Extraction Utility Helper - Perform Extraction from Redis or S3

Dataset Extraction Utilities

Helper for extracting a dataset from Redis or S3 and load it into a pandas.DataFrame. This was designed to ignore the source of the dataset (IEX vs Yahoo) and perform the extract and load operations without knowledge of the underlying dataset.

Supported environment variables:

# verbose logging in this module
export DEBUG_EXTRACT=1

# verbose logging for just Redis operations in this module
export DEBUG_REDIS_EXTRACT=1

# verbose logging for just S3 operations in this module
export DEBUG_S3_EXTRACT=1

# to show debug, trace logging please export ``SHARED_LOG_CFG``
# to a debug logger json file.
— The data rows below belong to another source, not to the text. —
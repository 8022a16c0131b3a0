use super::SkillContext;
use crate::battle::state::{BattleEvent, EventBus};
use crate::combatant::Combatant;
use crate::status_effects::ContinuousEffect;
use schema::{HealParams, HotDotParams, TeamHealParams};

fn percentage_of_max(combatant: &Combatant, percentage: f64) -> u32 {
    (combatant.max_hp() as f64 * percentage).floor() as u32
}

fn register_heal_over_time(
    recipient: &mut Combatant,
    per_turn: u32,
    turns: u32,
    source: &str,
    caster: &str,
    bus: &mut EventBus,
) {
    recipient.status.continuous_heal.push(ContinuousEffect {
        amount_per_turn: per_turn,
        turns_remaining: turns,
        source_name: source.to_string(),
        caster: caster.to_string(),
    });
    bus.push(BattleEvent::ContinuousHealApplied {
        target: recipient.species_name.clone(),
        source: source.to_string(),
        amount_per_turn: per_turn,
        turns,
    });
}

pub(super) fn apply_direct_heal(params: &HealParams, caster: &mut Combatant, bus: &mut EventBus) -> u32 {
    let amount = percentage_of_max(caster, params.heal_percentage);
    caster.receive_heal(amount, bus)
}

pub(super) fn apply_heal_over_time(
    params: &HealParams,
    ctx: &SkillContext<'_>,
    caster: &mut Combatant,
    bus: &mut EventBus,
) -> u32 {
    let per_turn = percentage_of_max(caster, params.heal_percentage).max(1);
    let name = caster.species_name.clone();
    register_heal_over_time(caster, per_turn, params.turns.max(1), &ctx.skill.name, &name, bus);
    per_turn
}

/// Heals every living ally by a share of their own max HP, at once for a
/// single turn or spread over `turns` turn ends.
pub(super) fn apply_team_heal(
    params: &TeamHealParams,
    ctx: &SkillContext<'_>,
    allies: &mut [Combatant],
    bus: &mut EventBus,
) -> u32 {
    let caster = allies[ctx.caster_index].species_name.clone();
    let mut total = 0;
    for ally in allies.iter_mut().filter(|a| !a.is_fainted()) {
        let amount = percentage_of_max(ally, params.team_heal_percentage);
        if params.turns <= 1 {
            total += ally.receive_heal(amount, bus);
        } else {
            let per_turn = amount.max(1);
            register_heal_over_time(ally, per_turn, params.turns, &ctx.skill.name, &caster, bus);
            total += per_turn;
        }
    }
    total
}

/// Heal over time on the caster plus damage over time on the target.
pub(super) fn apply_hot_dot(
    params: &HotDotParams,
    ctx: &SkillContext<'_>,
    caster: &mut Combatant,
    target: &mut Combatant,
    bus: &mut EventBus,
) -> u32 {
    let turns = params.turns.max(1);
    let heal = percentage_of_max(caster, params.heal_percentage).max(1);
    let caster_name = caster.species_name.clone();
    register_heal_over_time(caster, heal, turns, &ctx.skill.name, &caster_name, bus);

    let dot = (caster.effective_attack() * params.dot_percentage).floor().max(1.0) as u32;
    target.status.continuous_damage.push(ContinuousEffect {
        amount_per_turn: dot,
        turns_remaining: turns,
        source_name: ctx.skill.name.clone(),
        caster: caster_name,
    });
    bus.push(BattleEvent::ContinuousDamageApplied {
        target: target.species_name.clone(),
        source: ctx.skill.name.clone(),
        amount_per_turn: dot,
        turns,
    });
    dot
}
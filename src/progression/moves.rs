//! Skill learning and out-of-battle item use.

use crate::battle::state::TurnRng;
use crate::combatant::Combatant;
use crate::config::BattleConfig;
use crate::errors::{ProgressionError, ProgressionResult};
use crate::game_data::GameData;
use crate::items::ItemCatalog;
use crate::player::{BallType, BattlePlayerRoster, PendingSkillLearning};
use crate::skill_data::SkillCatalog;
use schema::ItemEffect;

#[derive(Debug, Clone, PartialEq)]
pub enum SkillBookOutcome {
    Learned {
        combatant: String,
        skill: String,
    },
    /// All four slots are taken; the roster now holds a pending request.
    ForgetRequired {
        combatant: String,
        skill: String,
        current: Vec<String>,
    },
    Replaced {
        combatant: String,
        forgotten: String,
        learned: String,
    },
    /// The player kept every move. The book stays in the inventory.
    Cancelled,
}

#[derive(Debug, Clone, PartialEq)]
pub enum ItemUseOutcome {
    Healed { target: String, amount: u32, new_hp: u32 },
    SpRestored { target: String, amount: u32, new_sp: u32 },
    MaxSpExtended { target: String, new_max: u32 },
    Revived { target: String, hp: u32 },
    BallsAdded { ball: BallType, count: u32, total: u32 },
    Evolved { message: String },
    SkillBookObtained { book: String },
    SkillBook(SkillBookOutcome),
}

impl Combatant {
    /// Learns `skill` into a free slot. Never evicts an existing move.
    pub fn learn_skill(&mut self, skill: &str, catalog: &SkillCatalog) -> ProgressionResult<()> {
        catalog.lookup(skill)?;
        if self.knows(skill) {
            return Err(ProgressionError::SkillAlreadyKnown {
                combatant: self.species_name.clone(),
                skill: skill.to_string(),
            });
        }
        if !self.push_move(skill.to_string()) {
            return Err(ProgressionError::MoveListFull {
                combatant: self.species_name.clone(),
            });
        }
        Ok(())
    }

    /// Replaces the move in `slot` with `skill`; returns the forgotten move.
    pub fn forget_and_learn(
        &mut self,
        slot: usize,
        skill: &str,
        catalog: &SkillCatalog,
    ) -> ProgressionResult<String> {
        catalog.lookup(skill)?;
        if self.knows(skill) {
            return Err(ProgressionError::SkillAlreadyKnown {
                combatant: self.species_name.clone(),
                skill: skill.to_string(),
            });
        }
        self.replace_move(slot, skill.to_string())
            .ok_or(ProgressionError::InvalidMoveSlot(slot))
    }
}

/// Whether a restorative item would change anything on `member`.
pub fn restorative_applies(effect: &ItemEffect, member: &Combatant, config: &BattleConfig) -> bool {
    match effect {
        ItemEffect::HealHp { .. } | ItemEffect::HealPercentage { .. } => {
            !member.is_fainted() && member.hp() < member.max_hp()
        }
        ItemEffect::RestoreSp { .. } => member.sp() < member.max_sp(),
        ItemEffect::ExtendMaxSp => {
            !member.sp_extended() && config.extended_max_sp > member.max_sp()
        }
        ItemEffect::Revive { .. } => member.is_fainted(),
        _ => false,
    }
}

/// Applies a healing, SP or revive item to one combatant. Nothing changes
/// when the item would have no effect.
pub fn apply_restorative(
    item_name: &str,
    effect: &ItemEffect,
    member: &mut Combatant,
    config: &BattleConfig,
) -> ProgressionResult<ItemUseOutcome> {
    if !restorative_applies(effect, member, config) {
        return Err(ProgressionError::NoEffect {
            item: item_name.to_string(),
            combatant: member.species_name.clone(),
        });
    }
    let target = member.species_name.clone();
    let outcome = match effect {
        ItemEffect::HealHp { amount } => {
            let healed = member.heal(*amount);
            ItemUseOutcome::Healed { target, amount: healed, new_hp: member.hp() }
        }
        ItemEffect::HealPercentage { percentage } => {
            let amount = (member.max_hp() as f64 * percentage).floor().max(1.0) as u32;
            let healed = member.heal(amount);
            ItemUseOutcome::Healed { target, amount: healed, new_hp: member.hp() }
        }
        ItemEffect::RestoreSp { amount } => {
            let gained = member.gain_sp(*amount);
            ItemUseOutcome::SpRestored { target, amount: gained, new_sp: member.sp() }
        }
        ItemEffect::ExtendMaxSp => {
            member.extend_max_sp(config.extended_max_sp);
            ItemUseOutcome::MaxSpExtended { target, new_max: member.max_sp() }
        }
        ItemEffect::Revive { hp_percentage } => {
            let hp = (member.max_hp() as f64 * hp_percentage).floor() as u32;
            member.revive(hp);
            ItemUseOutcome::Revived { target, hp: member.hp() }
        }
        _ => {
            return Err(ProgressionError::NoEffect {
                item: item_name.to_string(),
                combatant: member.species_name.clone(),
            })
        }
    };
    Ok(outcome)
}

impl BattlePlayerRoster {
    /// Uses the item in inventory `slot` on roster member `member_index`
    /// outside of battle. The item is consumed only when it did something;
    /// a skill book that needs a forget choice stays until that is resolved.
    pub fn use_item(
        &mut self,
        slot: usize,
        member_index: usize,
        data: &GameData,
        config: &BattleConfig,
        rng: &mut TurnRng,
    ) -> ProgressionResult<ItemUseOutcome> {
        let item = self
            .inventory
            .get(slot)
            .cloned()
            .ok_or(ProgressionError::InvalidInventorySlot(slot))?;
        if member_index >= self.len() {
            return Err(ProgressionError::InvalidMember(member_index));
        }

        let outcome = match &item.effect {
            ItemEffect::CaptureBalls { count } => {
                let total = self.add_balls(BallType::Normal, *count);
                ItemUseOutcome::BallsAdded { ball: BallType::Normal, count: *count, total }
            }
            ItemEffect::MasterBalls { count } => {
                let total = self.add_balls(BallType::Master, *count);
                ItemUseOutcome::BallsAdded { ball: BallType::Master, count: *count, total }
            }
            ItemEffect::EvolutionItem => {
                let member = self
                    .member_mut(member_index)
                    .ok_or(ProgressionError::InvalidMember(member_index))?;
                let message = member.evolve_with_item(&item.name, &data.species)?;
                ItemUseOutcome::Evolved { message }
            }
            ItemEffect::SkillBlindBox => {
                let ultimates = data.skills.ultimates();
                if ultimates.is_empty() {
                    return Err(ProgressionError::NoEffect {
                        item: item.name.clone(),
                        combatant: self.player_name.clone(),
                    });
                }
                let pick = ultimates[rng.choose_index(ultimates.len(), "skill blind box")];
                let book = ItemCatalog::skill_book(&pick.name);
                let name = book.name.clone();
                self.inventory.remove(slot);
                self.inventory.add(book);
                tracing::info!(book = %name, "blind box opened");
                return Ok(ItemUseOutcome::SkillBookObtained { book: name });
            }
            ItemEffect::SkillBook { skill } => {
                return self
                    .learn_from_book(slot, member_index, skill, &data.skills)
                    .map(ItemUseOutcome::SkillBook);
            }
            effect => {
                let member = self
                    .member_mut(member_index)
                    .ok_or(ProgressionError::InvalidMember(member_index))?;
                apply_restorative(&item.name, effect, member, config)?
            }
        };
        self.inventory.remove(slot);
        Ok(outcome)
    }

    fn learn_from_book(
        &mut self,
        slot: usize,
        member_index: usize,
        skill: &str,
        catalog: &SkillCatalog,
    ) -> ProgressionResult<SkillBookOutcome> {
        let member = self
            .member_mut(member_index)
            .ok_or(ProgressionError::InvalidMember(member_index))?;
        match member.learn_skill(skill, catalog) {
            Ok(()) => {
                let combatant = member.species_name.clone();
                self.inventory.remove(slot);
                Ok(SkillBookOutcome::Learned {
                    combatant,
                    skill: skill.to_string(),
                })
            }
            Err(ProgressionError::MoveListFull { combatant }) => {
                let current = member.moves().to_vec();
                self.pending_skill_learning = Some(PendingSkillLearning {
                    member_index,
                    skill: skill.to_string(),
                    book_slot: slot,
                });
                Ok(SkillBookOutcome::ForgetRequired {
                    combatant,
                    skill: skill.to_string(),
                    current,
                })
            }
            Err(other) => Err(other),
        }
    }

    /// Finishes a pending skill book. `Some(slot)` forgets that move and
    /// consumes the book; `None` cancels and keeps it.
    pub fn resolve_forget(
        &mut self,
        forget: Option<usize>,
        catalog: &SkillCatalog,
    ) -> ProgressionResult<SkillBookOutcome> {
        let pending = self
            .pending_skill_learning
            .take()
            .ok_or(ProgressionError::NothingPending)?;
        let Some(move_slot) = forget else {
            return Ok(SkillBookOutcome::Cancelled);
        };

        let book_matches = matches!(
            self.inventory.get(pending.book_slot).map(|item| &item.effect),
            Some(ItemEffect::SkillBook { skill }) if *skill == pending.skill
        );
        if !book_matches {
            return Err(ProgressionError::InvalidInventorySlot(pending.book_slot));
        }

        let member = self
            .member_mut(pending.member_index)
            .ok_or(ProgressionError::InvalidMember(pending.member_index))?;
        let forgotten = match member.forget_and_learn(move_slot, &pending.skill, catalog) {
            Ok(forgotten) => forgotten,
            Err(err) => {
                // A bad slot choice leaves the request open for another try.
                if matches!(err, ProgressionError::InvalidMoveSlot(_)) {
                    self.pending_skill_learning = Some(pending);
                }
                return Err(err);
            }
        };
        let combatant = member.species_name.clone();
        self.inventory.remove(pending.book_slot);
        Ok(SkillBookOutcome::Replaced {
            combatant,
            forgotten,
            learned: pending.skill,
        })
    }
}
To turn on debugging for this
# library, you can export this variable to the repo's
# included file with the command:
export SHARED_LOG_CFG=/opt/sa/analysis_engine/log/debug-logging.json
analysis_engine.extract_utils.perform_extract(df_type, df_str, work_dict, dataset_id_key='ticker', scrub_mode='sort-by-date', verbose=False)[source]

Helper for extracting from Redis or S3

Parameters:
  • df_type – datafeed type enum
  • ds_str – dataset string name
  • work_dict – incoming work request dictionary
  • dataset_id_key – configurable dataset identifier key for tracking scrubbing and debugging errors
  • scrub_mode – scrubbing mode on extraction for one-off cleanup before analysis
  • verbose – optional - boolean for turning on logging